- _Aim of the task_: In the material below, find the line containing "LE::write_u32(&mut record[8..], entry.tgi.instance_id);" and the line containing "pub const QFS_SIGNATURE: u8 = 0xFB;", then reproduce exactly both of them and every line between, and nothing else.

= = = =

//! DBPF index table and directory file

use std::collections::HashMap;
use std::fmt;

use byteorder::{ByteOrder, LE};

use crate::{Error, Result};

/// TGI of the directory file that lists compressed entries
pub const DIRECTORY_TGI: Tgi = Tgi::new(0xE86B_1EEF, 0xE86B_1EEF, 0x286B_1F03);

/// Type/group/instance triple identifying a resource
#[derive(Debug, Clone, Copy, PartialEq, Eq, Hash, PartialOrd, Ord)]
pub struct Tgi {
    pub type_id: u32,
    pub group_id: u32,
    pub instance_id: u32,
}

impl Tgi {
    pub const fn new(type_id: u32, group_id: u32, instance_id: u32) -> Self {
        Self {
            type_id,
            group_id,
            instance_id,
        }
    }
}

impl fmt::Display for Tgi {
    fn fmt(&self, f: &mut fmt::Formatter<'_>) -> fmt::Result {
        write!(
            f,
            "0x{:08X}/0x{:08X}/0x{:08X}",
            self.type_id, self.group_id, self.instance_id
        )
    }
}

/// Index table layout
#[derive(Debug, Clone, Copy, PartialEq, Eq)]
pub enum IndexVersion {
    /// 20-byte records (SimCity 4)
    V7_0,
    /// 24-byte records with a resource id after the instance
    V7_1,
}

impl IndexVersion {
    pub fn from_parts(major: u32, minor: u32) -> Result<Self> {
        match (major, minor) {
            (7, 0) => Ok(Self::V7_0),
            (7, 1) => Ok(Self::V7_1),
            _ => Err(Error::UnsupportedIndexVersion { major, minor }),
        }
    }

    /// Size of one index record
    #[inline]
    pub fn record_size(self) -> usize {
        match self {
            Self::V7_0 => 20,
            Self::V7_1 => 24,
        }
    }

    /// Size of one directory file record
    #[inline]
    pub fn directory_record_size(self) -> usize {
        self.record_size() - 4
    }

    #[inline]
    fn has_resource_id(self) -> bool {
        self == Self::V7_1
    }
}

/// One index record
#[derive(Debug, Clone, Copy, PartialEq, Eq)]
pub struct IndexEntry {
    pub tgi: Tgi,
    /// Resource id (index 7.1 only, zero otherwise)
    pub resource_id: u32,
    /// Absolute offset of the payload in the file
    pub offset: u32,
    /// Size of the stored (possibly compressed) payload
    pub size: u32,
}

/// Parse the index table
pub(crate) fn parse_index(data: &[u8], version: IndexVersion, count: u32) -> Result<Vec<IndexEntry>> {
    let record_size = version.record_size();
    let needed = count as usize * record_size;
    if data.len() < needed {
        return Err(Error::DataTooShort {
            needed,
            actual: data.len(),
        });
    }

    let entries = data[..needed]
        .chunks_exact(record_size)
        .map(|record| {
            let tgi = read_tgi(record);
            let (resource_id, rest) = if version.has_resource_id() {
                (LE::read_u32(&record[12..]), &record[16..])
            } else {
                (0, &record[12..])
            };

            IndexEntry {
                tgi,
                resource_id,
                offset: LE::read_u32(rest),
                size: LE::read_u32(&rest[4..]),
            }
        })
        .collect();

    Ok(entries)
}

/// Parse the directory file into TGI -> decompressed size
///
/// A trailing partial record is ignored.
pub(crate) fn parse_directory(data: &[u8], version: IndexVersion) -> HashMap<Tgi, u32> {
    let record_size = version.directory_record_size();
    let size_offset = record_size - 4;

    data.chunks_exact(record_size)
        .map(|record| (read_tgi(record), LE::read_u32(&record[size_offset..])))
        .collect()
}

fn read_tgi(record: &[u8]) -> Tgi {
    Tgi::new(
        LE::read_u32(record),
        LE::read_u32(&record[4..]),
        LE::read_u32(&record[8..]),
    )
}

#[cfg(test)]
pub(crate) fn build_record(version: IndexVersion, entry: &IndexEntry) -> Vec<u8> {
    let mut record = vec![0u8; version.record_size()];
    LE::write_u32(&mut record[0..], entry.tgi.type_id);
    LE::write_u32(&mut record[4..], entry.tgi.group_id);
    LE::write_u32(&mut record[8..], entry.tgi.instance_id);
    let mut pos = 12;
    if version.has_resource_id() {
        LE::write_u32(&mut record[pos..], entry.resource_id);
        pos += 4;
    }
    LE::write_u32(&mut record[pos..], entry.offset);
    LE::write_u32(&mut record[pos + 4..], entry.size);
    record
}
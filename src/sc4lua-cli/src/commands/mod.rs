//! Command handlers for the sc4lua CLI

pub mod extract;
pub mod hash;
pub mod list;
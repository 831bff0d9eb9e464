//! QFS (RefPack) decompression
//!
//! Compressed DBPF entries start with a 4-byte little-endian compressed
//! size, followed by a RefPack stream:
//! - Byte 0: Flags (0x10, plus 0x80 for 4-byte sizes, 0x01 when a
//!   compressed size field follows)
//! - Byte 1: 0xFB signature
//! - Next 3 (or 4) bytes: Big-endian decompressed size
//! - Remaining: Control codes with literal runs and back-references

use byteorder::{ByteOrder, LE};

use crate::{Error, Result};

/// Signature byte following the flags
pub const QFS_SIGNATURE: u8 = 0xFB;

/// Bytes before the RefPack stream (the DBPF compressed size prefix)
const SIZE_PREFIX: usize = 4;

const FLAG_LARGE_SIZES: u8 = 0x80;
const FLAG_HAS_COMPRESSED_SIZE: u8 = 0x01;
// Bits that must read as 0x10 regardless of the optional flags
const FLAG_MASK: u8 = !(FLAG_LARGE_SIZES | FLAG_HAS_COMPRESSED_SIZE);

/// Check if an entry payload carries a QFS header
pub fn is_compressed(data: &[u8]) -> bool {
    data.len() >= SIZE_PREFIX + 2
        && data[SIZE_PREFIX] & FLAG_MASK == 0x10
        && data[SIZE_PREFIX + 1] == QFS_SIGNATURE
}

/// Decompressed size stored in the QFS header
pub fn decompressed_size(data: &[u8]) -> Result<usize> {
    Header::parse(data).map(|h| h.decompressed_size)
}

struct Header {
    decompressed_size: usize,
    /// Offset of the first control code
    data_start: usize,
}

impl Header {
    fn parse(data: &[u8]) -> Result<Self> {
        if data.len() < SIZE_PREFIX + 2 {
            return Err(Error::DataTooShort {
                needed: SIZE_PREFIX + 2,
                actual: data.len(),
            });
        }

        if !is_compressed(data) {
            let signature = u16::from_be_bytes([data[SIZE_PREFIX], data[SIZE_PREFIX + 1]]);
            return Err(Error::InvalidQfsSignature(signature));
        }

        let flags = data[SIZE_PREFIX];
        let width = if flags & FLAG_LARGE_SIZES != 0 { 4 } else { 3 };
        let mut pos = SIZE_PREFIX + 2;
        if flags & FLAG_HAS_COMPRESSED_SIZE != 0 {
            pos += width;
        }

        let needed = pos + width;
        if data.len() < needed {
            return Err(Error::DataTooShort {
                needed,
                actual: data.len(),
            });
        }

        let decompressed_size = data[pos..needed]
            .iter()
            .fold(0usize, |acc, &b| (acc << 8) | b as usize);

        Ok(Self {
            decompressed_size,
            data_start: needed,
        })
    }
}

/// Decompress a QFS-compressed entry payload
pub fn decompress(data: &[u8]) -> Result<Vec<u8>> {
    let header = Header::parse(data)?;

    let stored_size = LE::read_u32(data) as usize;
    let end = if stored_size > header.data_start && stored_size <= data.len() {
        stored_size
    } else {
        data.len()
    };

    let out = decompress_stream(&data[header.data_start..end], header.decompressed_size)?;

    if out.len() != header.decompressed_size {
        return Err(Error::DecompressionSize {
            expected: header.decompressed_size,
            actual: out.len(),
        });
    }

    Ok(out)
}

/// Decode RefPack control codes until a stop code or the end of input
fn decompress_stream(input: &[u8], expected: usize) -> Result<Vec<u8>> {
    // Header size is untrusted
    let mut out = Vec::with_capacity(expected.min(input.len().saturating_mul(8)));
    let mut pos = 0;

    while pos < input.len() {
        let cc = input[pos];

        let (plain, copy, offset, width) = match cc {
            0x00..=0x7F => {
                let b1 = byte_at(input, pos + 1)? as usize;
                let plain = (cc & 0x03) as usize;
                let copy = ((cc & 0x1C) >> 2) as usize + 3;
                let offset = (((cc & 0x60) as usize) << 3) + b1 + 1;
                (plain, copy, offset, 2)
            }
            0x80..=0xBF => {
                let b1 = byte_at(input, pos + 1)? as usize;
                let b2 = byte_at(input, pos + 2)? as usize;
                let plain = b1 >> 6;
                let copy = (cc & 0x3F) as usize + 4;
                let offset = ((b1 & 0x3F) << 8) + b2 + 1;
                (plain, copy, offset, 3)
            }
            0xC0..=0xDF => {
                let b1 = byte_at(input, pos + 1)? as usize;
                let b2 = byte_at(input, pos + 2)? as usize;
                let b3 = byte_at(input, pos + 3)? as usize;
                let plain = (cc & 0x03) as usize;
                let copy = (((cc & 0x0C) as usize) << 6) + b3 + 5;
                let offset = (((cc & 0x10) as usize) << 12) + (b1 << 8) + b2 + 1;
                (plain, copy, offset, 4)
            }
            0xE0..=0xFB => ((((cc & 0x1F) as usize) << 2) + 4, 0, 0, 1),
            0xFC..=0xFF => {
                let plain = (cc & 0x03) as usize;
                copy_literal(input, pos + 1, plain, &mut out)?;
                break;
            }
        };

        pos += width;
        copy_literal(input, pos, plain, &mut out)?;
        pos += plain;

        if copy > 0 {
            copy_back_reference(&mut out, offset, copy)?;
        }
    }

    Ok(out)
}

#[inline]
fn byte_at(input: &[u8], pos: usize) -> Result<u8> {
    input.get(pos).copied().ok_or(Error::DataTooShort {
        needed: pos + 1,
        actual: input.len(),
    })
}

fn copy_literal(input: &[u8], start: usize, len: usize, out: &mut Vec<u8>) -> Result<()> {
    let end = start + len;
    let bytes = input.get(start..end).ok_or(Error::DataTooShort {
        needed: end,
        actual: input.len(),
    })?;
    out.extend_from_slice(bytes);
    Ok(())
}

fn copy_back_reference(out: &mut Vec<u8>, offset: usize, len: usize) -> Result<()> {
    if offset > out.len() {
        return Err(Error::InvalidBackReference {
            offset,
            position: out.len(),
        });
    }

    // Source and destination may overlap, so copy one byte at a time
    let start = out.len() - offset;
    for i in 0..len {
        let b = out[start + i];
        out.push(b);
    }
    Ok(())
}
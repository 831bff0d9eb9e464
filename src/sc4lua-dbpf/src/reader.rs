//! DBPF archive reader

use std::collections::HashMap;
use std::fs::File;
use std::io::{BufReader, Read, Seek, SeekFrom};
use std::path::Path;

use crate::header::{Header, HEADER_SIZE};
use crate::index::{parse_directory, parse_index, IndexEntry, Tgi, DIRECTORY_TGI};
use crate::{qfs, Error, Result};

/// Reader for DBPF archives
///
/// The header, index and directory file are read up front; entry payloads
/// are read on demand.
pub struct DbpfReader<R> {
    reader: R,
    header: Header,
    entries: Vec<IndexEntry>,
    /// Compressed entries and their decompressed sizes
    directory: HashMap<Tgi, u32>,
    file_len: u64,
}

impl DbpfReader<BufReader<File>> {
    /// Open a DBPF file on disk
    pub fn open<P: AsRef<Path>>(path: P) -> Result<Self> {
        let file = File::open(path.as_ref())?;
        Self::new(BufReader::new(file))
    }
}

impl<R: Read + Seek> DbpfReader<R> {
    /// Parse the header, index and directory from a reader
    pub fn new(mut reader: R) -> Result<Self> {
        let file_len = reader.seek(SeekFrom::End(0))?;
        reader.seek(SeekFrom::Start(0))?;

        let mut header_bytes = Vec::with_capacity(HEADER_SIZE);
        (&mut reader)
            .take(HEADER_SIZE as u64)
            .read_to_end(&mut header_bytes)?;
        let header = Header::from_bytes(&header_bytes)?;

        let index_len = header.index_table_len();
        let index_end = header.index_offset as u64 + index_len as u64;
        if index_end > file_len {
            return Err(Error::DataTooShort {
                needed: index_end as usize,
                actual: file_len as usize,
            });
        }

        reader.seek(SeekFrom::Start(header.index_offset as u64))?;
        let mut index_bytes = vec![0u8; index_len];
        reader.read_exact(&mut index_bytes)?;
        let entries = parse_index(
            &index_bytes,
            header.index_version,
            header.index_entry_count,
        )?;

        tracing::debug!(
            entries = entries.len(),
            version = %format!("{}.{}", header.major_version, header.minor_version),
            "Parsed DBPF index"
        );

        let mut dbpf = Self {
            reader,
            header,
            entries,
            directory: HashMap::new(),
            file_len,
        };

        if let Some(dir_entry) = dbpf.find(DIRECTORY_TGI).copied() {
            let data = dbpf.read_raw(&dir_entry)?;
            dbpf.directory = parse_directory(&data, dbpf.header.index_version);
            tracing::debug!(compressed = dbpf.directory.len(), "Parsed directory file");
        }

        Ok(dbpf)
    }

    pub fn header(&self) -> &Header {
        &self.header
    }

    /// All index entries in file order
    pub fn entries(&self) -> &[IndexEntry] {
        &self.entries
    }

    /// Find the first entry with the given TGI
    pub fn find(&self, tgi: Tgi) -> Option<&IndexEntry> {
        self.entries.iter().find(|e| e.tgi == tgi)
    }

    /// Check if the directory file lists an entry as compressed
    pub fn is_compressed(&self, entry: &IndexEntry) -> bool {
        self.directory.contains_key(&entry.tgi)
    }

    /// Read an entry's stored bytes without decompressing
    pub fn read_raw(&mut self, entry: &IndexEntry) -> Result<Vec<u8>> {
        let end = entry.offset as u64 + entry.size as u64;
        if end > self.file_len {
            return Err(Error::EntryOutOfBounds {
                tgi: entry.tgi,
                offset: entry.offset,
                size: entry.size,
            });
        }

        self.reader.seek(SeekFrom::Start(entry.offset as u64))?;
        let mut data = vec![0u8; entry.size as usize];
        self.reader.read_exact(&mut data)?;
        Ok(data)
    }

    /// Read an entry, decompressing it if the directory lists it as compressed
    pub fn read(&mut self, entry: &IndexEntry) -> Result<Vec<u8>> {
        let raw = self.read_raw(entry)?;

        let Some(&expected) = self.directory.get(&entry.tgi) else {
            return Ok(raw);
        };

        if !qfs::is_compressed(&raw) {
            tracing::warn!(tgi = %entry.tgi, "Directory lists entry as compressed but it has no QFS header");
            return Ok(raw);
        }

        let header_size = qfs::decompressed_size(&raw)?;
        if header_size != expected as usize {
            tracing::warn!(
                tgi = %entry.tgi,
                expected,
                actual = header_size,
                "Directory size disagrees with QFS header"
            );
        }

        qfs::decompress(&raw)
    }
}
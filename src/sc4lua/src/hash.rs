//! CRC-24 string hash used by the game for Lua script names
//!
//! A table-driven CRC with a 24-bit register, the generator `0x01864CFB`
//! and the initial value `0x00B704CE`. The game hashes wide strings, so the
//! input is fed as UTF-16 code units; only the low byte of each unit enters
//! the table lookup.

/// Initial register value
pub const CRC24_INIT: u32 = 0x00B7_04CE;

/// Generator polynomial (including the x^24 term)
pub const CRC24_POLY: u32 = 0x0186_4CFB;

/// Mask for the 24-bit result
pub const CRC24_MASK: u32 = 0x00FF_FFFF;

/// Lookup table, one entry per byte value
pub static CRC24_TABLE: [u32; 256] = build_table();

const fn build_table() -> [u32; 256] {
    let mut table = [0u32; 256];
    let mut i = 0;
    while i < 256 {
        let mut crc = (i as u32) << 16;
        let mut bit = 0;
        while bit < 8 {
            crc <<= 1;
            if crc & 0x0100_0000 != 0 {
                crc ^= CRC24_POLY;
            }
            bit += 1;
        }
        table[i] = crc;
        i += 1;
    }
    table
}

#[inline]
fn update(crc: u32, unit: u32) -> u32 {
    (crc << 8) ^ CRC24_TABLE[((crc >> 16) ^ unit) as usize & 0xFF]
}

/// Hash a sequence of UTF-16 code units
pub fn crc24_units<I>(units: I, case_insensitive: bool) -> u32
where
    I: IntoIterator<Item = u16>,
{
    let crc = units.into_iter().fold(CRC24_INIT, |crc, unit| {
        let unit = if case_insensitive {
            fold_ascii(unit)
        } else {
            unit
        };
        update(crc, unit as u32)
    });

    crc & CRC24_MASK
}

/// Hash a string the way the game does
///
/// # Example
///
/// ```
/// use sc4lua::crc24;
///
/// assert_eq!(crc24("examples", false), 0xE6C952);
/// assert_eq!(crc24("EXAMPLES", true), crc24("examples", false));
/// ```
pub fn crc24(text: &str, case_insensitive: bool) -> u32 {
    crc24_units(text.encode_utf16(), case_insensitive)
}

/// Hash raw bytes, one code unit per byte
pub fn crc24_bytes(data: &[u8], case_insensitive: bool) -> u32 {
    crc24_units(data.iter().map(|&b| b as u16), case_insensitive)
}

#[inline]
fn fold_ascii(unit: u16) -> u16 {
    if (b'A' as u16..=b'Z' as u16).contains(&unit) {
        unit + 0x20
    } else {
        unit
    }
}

= = = =

- _Task solution_:
    LE::write_u32(&mut record[8..], entry.tgi.instance_id);
    let mut pos = 12;
    if version.has_resource_id() {
        LE::write_u32(&mut record[pos..], entry.resource_id);
        pos += 4;
    }
    LE::write_u32(&mut record[pos..], entry.offset);
    LE::write_u32(&mut record[pos + 4..], entry.size);
    record
}
filename src/sc4lua-cli/src/commands/mod.rs
//! Command handlers for the sc4lua CLI

pub mod extract;
pub mod hash;
pub mod list;
repository 831bff0d9eb9e464
//! QFS (RefPack) decompression
//!
//! Compressed DBPF entries start with a 4-byte little-endian compressed
//! size, followed by a RefPack stream:
//! - Byte 0: Flags (0x10, plus 0x80 for 4-byte sizes, 0x01 when a
//!   compressed size field follows)
//! - Byte 1: 0xFB signature
//! - Next 3 (or 4) bytes: Big-endian decompressed size
//! - Remaining: Control codes with literal runs and back-references

use byteorder::{ByteOrder, LE};

use crate::{Error, Result};

/// Signature byte following the flags
pub const QFS_SIGNATURE: u8 = 0xFB;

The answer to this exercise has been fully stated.